引き続き、シンガポールの国家ファンドであるGICを運用していたファンドマネージャーである黄国松氏とBridgewater創業者のレイ・ダリオ氏の、Future China Global Forum 2025における対談を紹介したい。
ドルの先行き
シンガポールの国家財産を運用していた黄氏は、ドルの先行きを心配している。実際、黄氏がドルの先行きを心配し始めたのは、アメリカで金本位制が廃止された1970年代のことである。
黄氏は当時、それでシンガポールの外貨準備だったドルをゴールドに持ち替えた。そしてそれ以来、ドルの価値はその時から50年以上下がり続けている。黄氏はこれまでの記事で次のように言っていた。
それで、シンガポールは外貨準備のドルの一部を当時35ドルだったゴールドに替えることが出来た国になったのだ。
そして今、金価格は3,600ドルになっている。

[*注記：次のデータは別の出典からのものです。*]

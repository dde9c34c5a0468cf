//! Namespaced input/output trees
//!
//! A [`NamespaceTree`] is an ordered mapping from key to either a leaf JSON
//! value or a nested tree. JSON objects are always lifted into nested trees
//! so that a tree has exactly one representation and survives a
//! serialization round trip unchanged.

use crate::error::ConfigError;
use indexmap::IndexMap;
use serde::{Deserialize, Serialize};
use serde_json::Value;

/// Path separator for dotted lookups
pub const PATH_SEPARATOR: char = '.';

/// A node in a [`NamespaceTree`]
#[derive(Debug, Clone, PartialEq, Serialize, Deserialize)]
#[serde(untagged)]
pub enum TreeNode {
    /// Nested namespace
    Namespace(NamespaceTree),
    /// Leaf value (never a JSON object)
    Leaf(Value),
}

impl TreeNode {
    /// Borrow as a namespace
    #[inline]
    #[must_use]
    pub fn as_namespace(&self) -> Option<&NamespaceTree> {
        match self {
            Self::Namespace(tree) => Some(tree),
            Self::Leaf(_) => None,
        }
    }

    /// Borrow as a leaf value
    #[inline]
    #[must_use]
    pub fn as_leaf(&self) -> Option<&Value> {
        match self {
            Self::Leaf(value) => Some(value),
            Self::Namespace(_) => None,
        }
    }

    /// Leaf string value
    #[inline]
    #[must_use]
    pub fn as_str(&self) -> Option<&str> {
        self.as_leaf().and_then(Value::as_str)
    }

    /// Leaf float value
    #[inline]
    #[must_use]
    pub fn as_f64(&self) -> Option<f64> {
        self.as_leaf().and_then(Value::as_f64)
    }

    /// Leaf unsigned integer value
    #[inline]
    #[must_use]
    pub fn as_u64(&self) -> Option<u64> {
        self.as_leaf().and_then(Value::as_u64)
    }

    /// Leaf boolean value
    #[inline]
    #[must_use]
    pub fn as_bool(&self) -> Option<bool> {
        self.as_leaf().and_then(Value::as_bool)
    }

    /// Convert back into plain JSON
    #[must_use]
    pub fn to_value(&self) -> Value {
        match self {
            Self::Namespace(tree) => tree.to_value(),
            Self::Leaf(value) => value.clone(),
        }
    }

    fn ensure_namespace(&mut self) -> &mut NamespaceTree {
        if !matches!(self, Self::Namespace(_)) {
            *self = Self::Namespace(NamespaceTree::new());
        }
        let Self::Namespace(tree) = self else {
            unreachable!("node was just replaced by a namespace")
        };
        tree
    }
}

impl From<Value> for TreeNode {
    fn from(value: Value) -> Self {
        match value {
            Value::Object(map) => Self::Namespace(
                map.into_iter()
                    .map(|(key, value)| (key, Self::from(value)))
                    .collect(),
            ),
            other => Self::Leaf(other),
        }
    }
}

impl From<NamespaceTree> for TreeNode {
    fn from(tree: NamespaceTree) -> Self {
        Self::Namespace(tree)
    }
}

/// Ordered, namespaced tree of inputs or outputs
#[derive(Debug, Clone, Default, PartialEq, Serialize, Deserialize)]
#[serde(transparent)]
pub struct NamespaceTree {
    entries: IndexMap<String, TreeNode>,
}

impl NamespaceTree {
    /// Create an empty tree
    #[inline]
    #[must_use]
    pub fn new() -> Self {
        Self::default()
    }

    /// Build a tree from a JSON object
    ///
    /// # Errors
    /// Returns [`ConfigError::MalformedInputs`] if `value` is not an object.
    pub fn from_value(namespace: &str, value: Value) -> Result<Self, ConfigError> {
        match TreeNode::from(value) {
            TreeNode::Namespace(tree) => Ok(tree),
            TreeNode::Leaf(other) => Err(ConfigError::malformed(
                namespace,
                format!("expected an object, found {other}"),
            )),
        }
    }

    /// Convert into a plain JSON object
    #[must_use]
    pub fn to_value(&self) -> Value {
        Value::Object(
            self.entries
                .iter()
                .map(|(key, node)| (key.clone(), node.to_value()))
                .collect(),
        )
    }

    /// Number of top-level entries
    #[inline]
    #[must_use]
    pub fn len(&self) -> usize {
        self.entries.len()
    }

    /// Whether the tree has no entries
    #[inline]
    #[must_use]
    pub fn is_empty(&self) -> bool {
        self.entries.is_empty()
    }

    /// Top-level keys in insertion order
    pub fn keys(&self) -> impl Iterator<Item = &str> {
        self.entries.keys().map(String::as_str)
    }

    /// Iterate top-level entries in insertion order
    pub fn iter(&self) -> impl Iterator<Item = (&str, &TreeNode)> {
        self.entries.iter().map(|(key, node)| (key.as_str(), node))
    }

    /// Check for a top-level key
    #[inline]
    #[must_use]
    pub fn contains(&self, key: &str) -> bool {
        self.entries.contains_key(key)
    }

    /// Get a top-level entry
    #[inline]
    #[must_use]
    pub fn get(&self, key: &str) -> Option<&TreeNode> {
        self.entries.get(key)
    }

    /// Insert a top-level entry, returning the previous one
    pub fn insert(&mut self, key: impl Into<String>, node: impl Into<TreeNode>) -> Option<TreeNode> {
        self.entries.insert(key.into(), node.into())
    }

    /// Remove a top-level entry, keeping the order of the rest
    pub fn remove(&mut self, key: &str) -> Option<TreeNode> {
        self.entries.shift_remove(key)
    }

    /// Look up a dotted path such as `base.pw.code`
    #[must_use]
    pub fn get_path(&self, path: &str) -> Option<&TreeNode> {
        let mut segments = path.split(PATH_SEPARATOR);
        let mut node = self.entries.get(segments.next()?)?;
        for segment in segments {
            node = node.as_namespace()?.entries.get(segment)?;
        }
        Some(node)
    }

    /// Whether a dotted path resolves
    #[inline]
    #[must_use]
    pub fn contains_path(&self, path: &str) -> bool {
        self.get_path(path).is_some()
    }

    /// Insert at a dotted path, creating intermediate namespaces
    ///
    /// A leaf sitting where a namespace is needed is replaced.
    pub fn insert_path(&mut self, path: &str, node: impl Into<TreeNode>) -> Option<TreeNode> {
        match path.rsplit_once(PATH_SEPARATOR) {
            None => self.insert(path, node),
            Some((parent, leaf)) => {
                let mut cursor = self;
                for segment in parent.split(PATH_SEPARATOR) {
                    cursor = cursor
                        .entries
                        .entry(segment.to_string())
                        .or_insert_with(|| TreeNode::Namespace(Self::new()))
                        .ensure_namespace();
                }
                cursor.insert(leaf, node)
            }
        }
    }

    /// Remove the entry at a dotted path
    pub fn remove_path(&mut self, path: &str) -> Option<TreeNode> {
        match path.rsplit_once(PATH_SEPARATOR) {
            None => self.remove(path),
            Some((parent, leaf)) => match self.get_path_mut(parent)? {
                TreeNode::Namespace(tree) => tree.remove(leaf),
                TreeNode::Leaf(_) => None,
            },
        }
    }

    fn get_path_mut(&mut self, path: &str) -> Option<&mut TreeNode> {
        let mut segments = path.split(PATH_SEPARATOR);
        let mut node = self.entries.get_mut(segments.next()?)?;
        for segment in segments {
            node = match node {
                TreeNode::Namespace(tree) => tree.entries.get_mut(segment)?,
                TreeNode::Leaf(_) => return None,
            };
        }
        Some(node)
    }

    /// Deep-merge `overrides` into this tree
    ///
    /// Namespaces present on both sides are merged recursively; anything
    /// else in `overrides` replaces what is here.
    pub fn merge(&mut self, overrides: &NamespaceTree) {
        for (key, incoming) in &overrides.entries {
            if let (Some(TreeNode::Namespace(existing)), TreeNode::Namespace(nested)) =
                (self.entries.get_mut(key), incoming)
            {
                existing.merge(nested);
                continue;
            }
            self.entries.insert(key.clone(), incoming.clone());
        }
    }

    /// Deep-merge `overrides` into the namespace at a dotted path
    pub fn merge_at(&mut self, path: &str, overrides: &NamespaceTree) {
        if overrides.is_empty() {
            return;
        }
        match self.get_path_mut(path) {
            Some(node) => node.ensure_namespace().merge(overrides),
            None => {
                self.insert_path(path, overrides.clone());
            }
        }
    }

    /// Check that every key is non-empty and free of the path separator
    ///
    /// # Errors
    /// Returns [`ConfigError::MalformedInputs`] naming the first bad key.
    pub fn validate(&self, namespace: &str) -> Result<(), ConfigError> {
        for (key, node) in &self.entries {
            if key.is_empty() || key.contains(PATH_SEPARATOR) {
                return Err(ConfigError::malformed(
                    namespace,
                    format!("invalid key `{key}`"),
                ));
            }
            if let TreeNode::Namespace(nested) = node {
                nested.validate(&format!("{namespace}{PATH_SEPARATOR}{key}"))?;
            }
        }
        Ok(())
    }
}

impl FromIterator<(String, TreeNode)> for NamespaceTree {
    fn from_iter<I: IntoIterator<Item = (String, TreeNode)>>(iter: I) -> Self {
        Self {
            entries: iter.into_iter().collect(),
        }
    }
}

impl<'a> IntoIterator for &'a NamespaceTree {
    type Item = (&'a String, &'a TreeNode);
    type IntoIter = indexmap::map::Iter<'a, String, TreeNode>;

    fn into_iter(self) -> Self::IntoIter {
        self.entries.iter()
    }
}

これは重要な教訓だ。
そのゴールドはシンガポール航空の飛行機を傾けることになったのだが、それはまた別の話である。
トランプ政権の金融緩和
そして今またトランプ政権が金融緩和によってドル紙幣の価値を薄めようとしている。
トランプ大統領は何故金利を下げたいのか? コロナ後の金利上昇で米国債の利払いが急増し、アメリカの財政赤字の半分にも達しているからである。
米国債の利払いは防衛費も圧迫している。だからアメリカの債務問題はアメリカの覇権の問題なのである。

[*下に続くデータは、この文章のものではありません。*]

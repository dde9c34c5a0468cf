//! Workflow outcome

use crate::aggregate::OutputTree;
use matflow_registry::ExitCode;
use serde::{Deserialize, Serialize};

/// How a workflow ended
#[derive(Debug, Clone, PartialEq, Serialize, Deserialize)]
#[serde(tag = "outcome", rename_all = "snake_case")]
pub enum Outcome {
    /// Every branch finished OK
    Success {
        /// Outputs of every branch, by namespace
        outputs: OutputTree,
    },
    /// A branch failed; later branches were not inspected
    Failure {
        /// Code attributing the failure
        code: ExitCode,
        /// Failing branch namespace
        branch: String,
        /// Outputs of branches inspected before the failure
        partial_outputs: OutputTree,
    },
}

impl Outcome {
    /// Whether the workflow succeeded
    #[inline]
    #[must_use]
    pub fn is_success(&self) -> bool {
        matches!(self, Self::Success { .. })
    }

    /// Failure code, if failed
    #[must_use]
    pub fn exit_code(&self) -> Option<&ExitCode> {
        match self {
            Self::Failure { code, .. } => Some(code),
            Self::Success { .. } => None,
        }
    }

    /// Failing branch, if failed
    #[must_use]
    pub fn branch(&self) -> Option<&str> {
        match self {
            Self::Failure { branch, .. } => Some(branch),
            Self::Success { .. } => None,
        }
    }

    /// Outputs, complete or partial
    #[must_use]
    pub fn outputs(&self) -> &OutputTree {
        match self {
            Self::Success { outputs } => outputs,
            Self::Failure {
                partial_outputs, ..
            } => partial_outputs,
        }
    }
}
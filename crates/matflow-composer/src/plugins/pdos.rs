//! Projected density of states plugin

use super::structure_reference;
use crate::protocols::{pw_step, Calculation, ProtocolCatalog};
use matflow_registry::PluginDescriptor;
use matflow_types::{Codes, ConfigError, NamespaceTree, Structure, WorkflowParameters};
use serde_json::json;

/// Plugin name
pub const NAME: &str = "pdos";

/// Sub-process type
pub const SUB_PROCESS_TYPE: &str = "quantumespresso.pdos";

/// Registry entry
#[must_use]
pub fn descriptor() -> PluginDescriptor {
    PluginDescriptor::new(NAME, SUB_PROCESS_TYPE, build)
        .with_excluded(["clean_workdir", "structure"])
}

/// Derive the scf, nscf, dos and projwfc inputs
///
/// # Errors
/// Returns [`ConfigError::MissingCodeBinding`] for any of `pw_code`,
/// `dos_code` or `projwfc_code`.
pub fn build(
    codes: &Codes,
    structure: &Structure,
    parameters: &WorkflowParameters,
) -> Result<NamespaceTree, ConfigError> {
    let pw_code = codes.require("pw_code")?;
    let dos_code = codes.require("dos_code")?;
    let projwfc_code = codes.require("projwfc_code")?;
    let preset = ProtocolCatalog::builtin().preset(parameters.protocol)?;

    let mut nscf = pw_step(preset, structure, parameters, pw_code, Calculation::Nscf);
    nscf.insert_path("pw.parameters.SYSTEM.occupations", json!("tetrahedra"));
    nscf.insert_path("pw.parameters.SYSTEM.nosym", json!(true));
    nscf.remove_path("pw.parameters.SYSTEM.smearing");
    nscf.remove_path("pw.parameters.SYSTEM.degauss");

    let mut inputs = NamespaceTree::new();
    inputs.insert(
        "scf",
        pw_step(preset, structure, parameters, pw_code, Calculation::Scf),
    );
    inputs.insert("nscf", nscf);
    inputs.insert(
        "dos",
        json!({
            "code": dos_code.label,
            "parameters": { "DOS": { "DeltaE": preset.dos_delta_e } },
        }),
    );
    inputs.insert(
        "projwfc",
        json!({
            "code": projwfc_code.label,
            "parameters": { "PROJWFC": { "DeltaE": preset.dos_delta_e } },
        }),
    );
    inputs.insert("clean_workdir", json!(false));
    inputs.insert("structure", structure_reference(structure));
    Ok(inputs)
}
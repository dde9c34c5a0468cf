//! matflow Builder Composer
//!
//! Turns a material structure and a parameter document into a
//! [`ComposedWorkflow`]: one correctly scoped input tree per branch, the
//! order they run in, and the exit codes that attribute their failures.
//!
//! # Example
//!
//! ```rust,ignore
//! use matflow_composer::{build, plugins::builtin_registry, PseudoLibrary};
//! use std::sync::Arc;
//!
//! let registry = builtin_registry(Arc::new(PseudoLibrary::builtin()?))?;
//! let workflow = build(&registry, &structure, &document)?;
//! println!("{}", workflow.label());
//! ```

#![warn(missing_docs)]
#![warn(unreachable_pub)]

mod composer;
mod label;
mod normalize;
mod plan;
pub mod plugins;
pub mod protocols;

pub use composer::{build, compose};
pub use label::process_label;
pub use normalize::{normalize, BranchOverrides};
pub use plan::{BranchKind, BranchPlan, ComposedWorkflow};
pub use plugins::builtin_registry;
pub use plugins::pseudo::{PseudoLibrary, PseudoLibraryError, Pseudopotential};
pub use protocols::{ProtocolCatalog, ProtocolPreset};

/// Version of this crate
pub const VERSION: &str = env!("CARGO_PKG_VERSION");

だからトランプ政権は金利を下げたい。そのためには、恐らくは多少インフレになっても気にしないのではないかということが懸念されている。
米国債の供給問題
さて、米国政府は米国債の利払い急増のお陰で大量に米国債を発行しなければならない状況に置かれている。それで米国債に買い手は足りるのかという話になっている。
だから米国政府はできるだけ米国債の発行量を抑えたい。だが、債券投資家のジェフリー・ガンドラック氏の指摘通り、米国債のほとんどは短期債で、すぐに満期が来て新たに国債を発行しなければならなくなる。
米国政府はかなり詰んでいる。だからトランプ政権は必死なのである。
さて、ここでトランプ政権はどうするか? アメリカには自分の言うことを聞いてくれる便利な国がいるではないか。黄氏は次のように言っている。
例えば、トランプ政権がアジアや中東の債権国との話し合いの中でこう言うかもしれない。
「あなたがたは数兆ドル分の米国債を保有していて、返済期限までは平均で数年だ。アメリカはあなたたちに防衛力の傘を与えているのだから、その期限を30年後や50年後に延長するのはどうか?」
これは、大英帝国がその末期に自分の植民地にやったことに似ている。植民地は最後まで搾取されたのであり、しかし逃げられる国から先に大英帝国から逃げて行ったのである。シンガポールもその1国だった。
結論
さあ、様々なリスクを考えなければならない時代になってきた。
これは日本とアメリカという国同士だけの問題ではない。個人でもドルを保有している人は、ドル預金を預かっている銀行はそのドルで米国債を買っているのだから、その人は実質的に米国債を保有しているのである。
そもそもアメリカの財政が本当に困った時には、ドル建ての資産は換金できなくなるという予想もある。
アメリカのような覇権国家が、インフレと金利上昇で財政的に困窮する時にはあらゆることが起こる。
サバイバルの時代である。黄氏と対談しているレイ・ダリオ氏は、そういう状況下でどういうことが起こるのかについて、新著『How Countries Go Broke』(仮訳:なぜ国家は破綻するのか)で詳しく説明している。日本語版はないが、英語が読める人はそちらも参考にしてもらいたい。